When you think of a comfortable retirement, what does that mean to you?
A comfortable retirement means having enough money to maintain the same standard of living as you had before you retired, as well as being able to cover your increasing medical costs.  It also means having enough extra savings to have some fun: travel, go to the theatre, and entertain friends.  Most importantly, it is the ability to keep busy and with the things that you enjoy doing.

What’s the worst money mistake you’ve ever made, if you’ve made any? What did you learn from it?
My worst investment decisions had to do with timing and following the herd; whether it is a hot stock that everyone was punting, a new listing where I hoped to make a short-term profit from trading or taking money offshore after the rand had depreciated.  Paraphrasing greater investment minds than mine:  “Be brave when others are fearful, be prudent when others are greedy”.

What was the last item you regretted purchasing?
My new car after a well-seasoned car dealer told me that you lose 35% of the value of a car in the first three months of ownership.  You are better off buying a used car every time.

Do you have rules for lending money to friends or family?
Yes. I don’t lend money. I give money.  As a child of immigrant parents, there are always a lot of demands on me for financial help.  When I “lend” money, I never expect to be paid back.  Hence there is never any tension around this.

Why do you think we so easily fall into debt these days?
Because loans are too easily available, people never tend to think long-term and too many of us seek instant gratification, even when we know we cannot afford things.  Once you are in a debt-trap, you start living month-to-month.  It takes true financial discipline to dig yourself out of a hole.  It is painful and tough, so we tend to just keep rolling over debt.

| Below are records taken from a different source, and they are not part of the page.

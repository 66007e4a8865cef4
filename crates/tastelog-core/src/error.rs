//! Core error types for tastelog-core.
//!
//! All fallible operations in the library report through this hierarchy.
//! Persistence failures are deliberately *not* fatal anywhere in the store;
//! see the module docs on [`crate::store`].

use std::path::PathBuf;
use thiserror::Error;

/// Core error type for tastelog-core.
#[derive(Error, Debug)]
pub enum CoreError {
    /// Database-related errors
    #[error("Database error: {0}")]
    Database(#[from] DatabaseError),

    /// Configuration-related errors
    #[error("Configuration error: {0}")]
    Config(#[from] ConfigError),

    /// Validation errors
    #[error("Validation error: {0}")]
    Validation(#[from] ValidationError),

    /// IO errors
    #[error("IO error: {0}")]
    Io(#[from] std::io::Error),

    /// Serialization/deserialization errors
    #[error("JSON error: {0}")]
    Json(#[from] serde_json::Error),

    /// Generic errors with context
    #[error("{0}")]
    Custom(String),
}

/// Database-specific errors.
#[derive(Error, Debug)]
pub enum DatabaseError {
    /// Failed to open database connection
    #[error("Failed to open database at {path}: {source}")]
    OpenFailed {
        path: PathBuf,
        #[source]
        source: rusqlite::Error,
    },

    /// Query execution failed
    #[error("Query failed: {0}")]
    QueryFailed(String),

    /// Database is locked
    #[error("Database is locked")]
    Locked,
}

/// Configuration-specific errors.
#[derive(Error, Debug)]
pub enum ConfigError {
    /// Failed to resolve the data directory
    #[error("Failed to resolve data directory: {0}")]
    DataDir(String),

    /// Failed to load configuration
    #[error("Failed to load configuration from {path}: {message}")]
    LoadFailed { path: PathBuf, message: String },

    /// Failed to save configuration
    #[error("Failed to save configuration to {path}: {message}")]
    SaveFailed { path: PathBuf, message: String },

    /// Invalid configuration value
    #[error("Invalid configuration value for '{key}': {message}")]
    InvalidValue { key: String, message: String },

    /// Unknown configuration key
    #[error("Unknown configuration key: {0}")]
    UnknownKey(String),
}

/// Validation errors.
#[derive(Error, Debug, Clone, PartialEq, Eq)]
pub enum ValidationError {
    /// A required text field is empty after trimming whitespace
    #[error("'{field}' must not be empty")]
    EmptyField { field: &'static str },

    /// A duration must be strictly positive
    #[error("duration must be greater than zero")]
    ZeroDuration,
}

impl From<rusqlite::Error> for DatabaseError {
    fn from(err: rusqlite::Error) -> Self {
        match &err {
            rusqlite::Error::SqliteFailure(err, _msg) => {
                if err.code == rusqlite::ErrorCode::DatabaseLocked {
                    DatabaseError::Locked
                } else {
                    DatabaseError::QueryFailed(err.to_string())
                }
            }
            _ => DatabaseError::QueryFailed(err.to_string()),
        }
    }
}

/// Result type alias for CoreError
pub type Result<T, E = CoreError> = std::result::Result<T, E>;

Can we build wealth by just saving?
Absolutely. The only way to build wealth is to save as much as you can afford, starting as early as you can.   If we all live 30% longer than our parents, which we are likely to do given the rapid advances in medicine, we will need a lot of money to retire and live off.  Much more than our parents ever did.  Hence, saving is not about building up wealth.  It is about long-term survival.

What's your advice to women who are worried about investing in the stock market?
Here are my most important tips based on personal experience:
1. From my first pay-cheque (R2 500 per month) I put the maximum amount I could into my retirement fund.  I preserved that money every time I changed jobs. I never checked my statement or balance. I have a core belief that that money “out of sight, is out of mind” and should not be touched until I am 65.  This has meant that I have accumulated a very comfortable retirement pool completely outside of any other money I have made.
2. Working in asset management I have always been conscious of the fact that management fees mattered.  When I worked for an active asset management company fees determined my bonus! Hence the higher the better.  As I grew older and wiser, and accumulated some savings, I realized that fees destroy value.  Today fees matter to me just as much, I want to pay as little as I can, hence my love for passive asset management.  So lesson number two is pay as little as you can for long term savings.
3. Unless you are an investment professional do not dabble in share trading.  It is a mug’s game.  You have limited time to absorb all the information needed to make informed decisions.  Hence you are really just gambling on a positive outcome.  Rather invest in a professionally run unit trust and enjoy your leisure time - I do.
4. Use tax efficient savings products, like tax free savings accounts and retirement annuities.  Every penny counts.
5. And lastly, and most importantly, spend some time with Google and educate yourself about finance.  Learn the jargon so that you always know what you are buying and how much you are paying.  When it comes to your money, trust no one.  Always do your own research.